I suck in my breath, studying the drawing more closely. The artist has depicted the Hole fairly accurately—the size, shape and location echo my Hole pretty closely. The other figure’s Hole is a perfect mirror image to mine.
I tug at my fingernails. The artist’s screen name is mindthegap.
It couldn’t be. There couldn’t be another one of me.
Could there?
I open a private message to mindthegap. I write, What kind of hole are we talking? Click send. And wait, with a trembling that begins somewhere deep in me and won’t stop.
Hit refresh.
Refresh.
Refresh.
A heart-leaping message blinks to life:
mindthegap: I don’t have a literal hole! ha ha. I’m not Hole Girl. But I feel like her sometimes.
I should have known. Of course I’m the only one. If I wasn’t, I would have met someone else like me by now. Deflated, I feel irritated by the artistic appropriation, by being made metaphor. We all have pain. We all have a sad story. But we don’t all have a flesh tunnel carved out of our middles, narrowly missing the spine and scrambling our menstrual cycles.

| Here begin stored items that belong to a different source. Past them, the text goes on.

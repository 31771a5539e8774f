use tokio::sync::RwLock;

use crate::{domain::identity::{squared_distance, IdentityMatch, IdentityRecord}, tools::{log::{log_info, LogServiceType}, recognition::EMBEDDING_SIZE}};

use super::{error::{Error, Result}, store::SqliteStore};


/// Name -> embedding registry backed by SQLite.
///
/// The whole record set is mirrored in memory behind a read/write lock. Every mutation holds the
/// write guard across both the SQL statement and the in-memory update, so readers always see
/// either the state before a mutation or the state after it, and a failed SQL write changes nothing.
/// Records are kept in insertion order, which is the tie-break for equal distances.
pub struct IdentityStore {
    store: SqliteStore,
    records: RwLock<Vec<IdentityRecord>>,
}

impl IdentityStore {
    pub async fn open(store: SqliteStore) -> Result<Self> {
        let records = store.get_identities().await?;
        log_info(LogServiceType::Database, format!("Loaded {} identities", records.len()));
        Ok(Self { store, records: RwLock::new(records) })
    }

    pub async fn close(self) -> Result<()> {
        self.store.close().await
    }

    pub async fn add(&self, name: &str, vector: Vec<f32>) -> Result<()> {
        check_name(name)?;
        check_embedding(&vector)?;
        let mut records = self.records.write().await;
        if records.iter().any(|r| r.name == name) {
            return Err(Error::Duplicate(name.to_string()));
        }
        let record = IdentityRecord { name: name.to_string(), vector };
        self.store.add_identity(record.clone()).await?;
        records.push(record);
        log_info(LogServiceType::Database, format!("Added identity {}", name));
        Ok(())
    }

    /// Missing names are a no-op.
    pub async fn delete(&self, name: &str) -> Result<()> {
        let mut records = self.records.write().await;
        let Some(position) = records.iter().position(|r| r.name == name) else {
            return Ok(());
        };
        self.store.remove_identity(name).await?;
        records.remove(position);
        log_info(LogServiceType::Database, format!("Removed identity {}", name));
        Ok(())
    }

    pub async fn rename(&self, name: &str, new_name: &str) -> Result<()> {
        check_name(new_name)?;
        let mut records = self.records.write().await;
        let position = records.iter().position(|r| r.name == name).ok_or_else(|| Error::NotFound(name.to_string()))?;
        if name == new_name {
            return Ok(());
        }
        if records.iter().any(|r| r.name == new_name) {
            return Err(Error::Duplicate(new_name.to_string()));
        }
        self.store.rename_identity(name, new_name).await?;
        records[position].name = new_name.to_string();
        log_info(LogServiceType::Database, format!("Renamed identity {} to {}", name, new_name));
        Ok(())
    }

    #[cfg(test)]
    pub async fn get(&self, name: &str) -> Option<IdentityRecord> {
        let records = self.records.read().await;
        records.iter().find(|r| r.name == name).cloned()
    }

    pub async fn list_names(&self) -> Vec<String> {
        let records = self.records.read().await;
        records.iter().map(|r| r.name.clone()).collect()
    }

    pub async fn len(&self) -> usize {
        self.records.read().await.len()
    }

    /// The `limit` closest records, nearest first. Equal distances keep insertion order.
    pub async fn search(&self, query: &[f32], limit: usize) -> Result<Vec<IdentityMatch>> {
        if limit == 0 {
            return Err(Error::InvalidSearchLimit);
        }
        check_embedding(query)?;
        let records = self.records.read().await;
        let mut matches: Vec<IdentityMatch> = records.iter()
            .map(|r| IdentityMatch { name: r.name.clone(), distance: squared_distance(query, &r.vector) })
            .collect();
        drop(records);
        matches.sort_by(|a, b| a.distance.total_cmp(&b.distance));
        matches.truncate(limit);
        Ok(matches)
    }
}

fn check_name(name: &str) -> Result<()> {
    if name.trim().is_empty() {
        return Err(Error::InvalidName);
    }
    Ok(())
}

fn check_embedding(vector: &[f32]) -> Result<()> {
    if vector.len() != EMBEDDING_SIZE {
        return Err(Error::InvalidEmbedding(vector.len()));
    }
    Ok(())
}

I navigate back to the original We All Have Holes drawing. Beneath it, I realize that mindthegap posted a message:
Since a few of you asked: I don’t have a hole like Hole Girl. But that doesn’t mean I’m not full of holes. I can’t seem to connect with anyone. I’m like a human sieve. I walk through the halls at school, and everyone else seems to pass right through me. There’s so much noise. People laugh all the time. What are they even laughing at? Nothing, it’s just so that other people will notice them. My mom says I’m depressed, but I think I’m right. I wish I had a real Hole that I could crawl into and disappear.
The thread stretches on:
piranhanna: I know just how you feel. Sometimes I feel like I’m the only real person on the planet.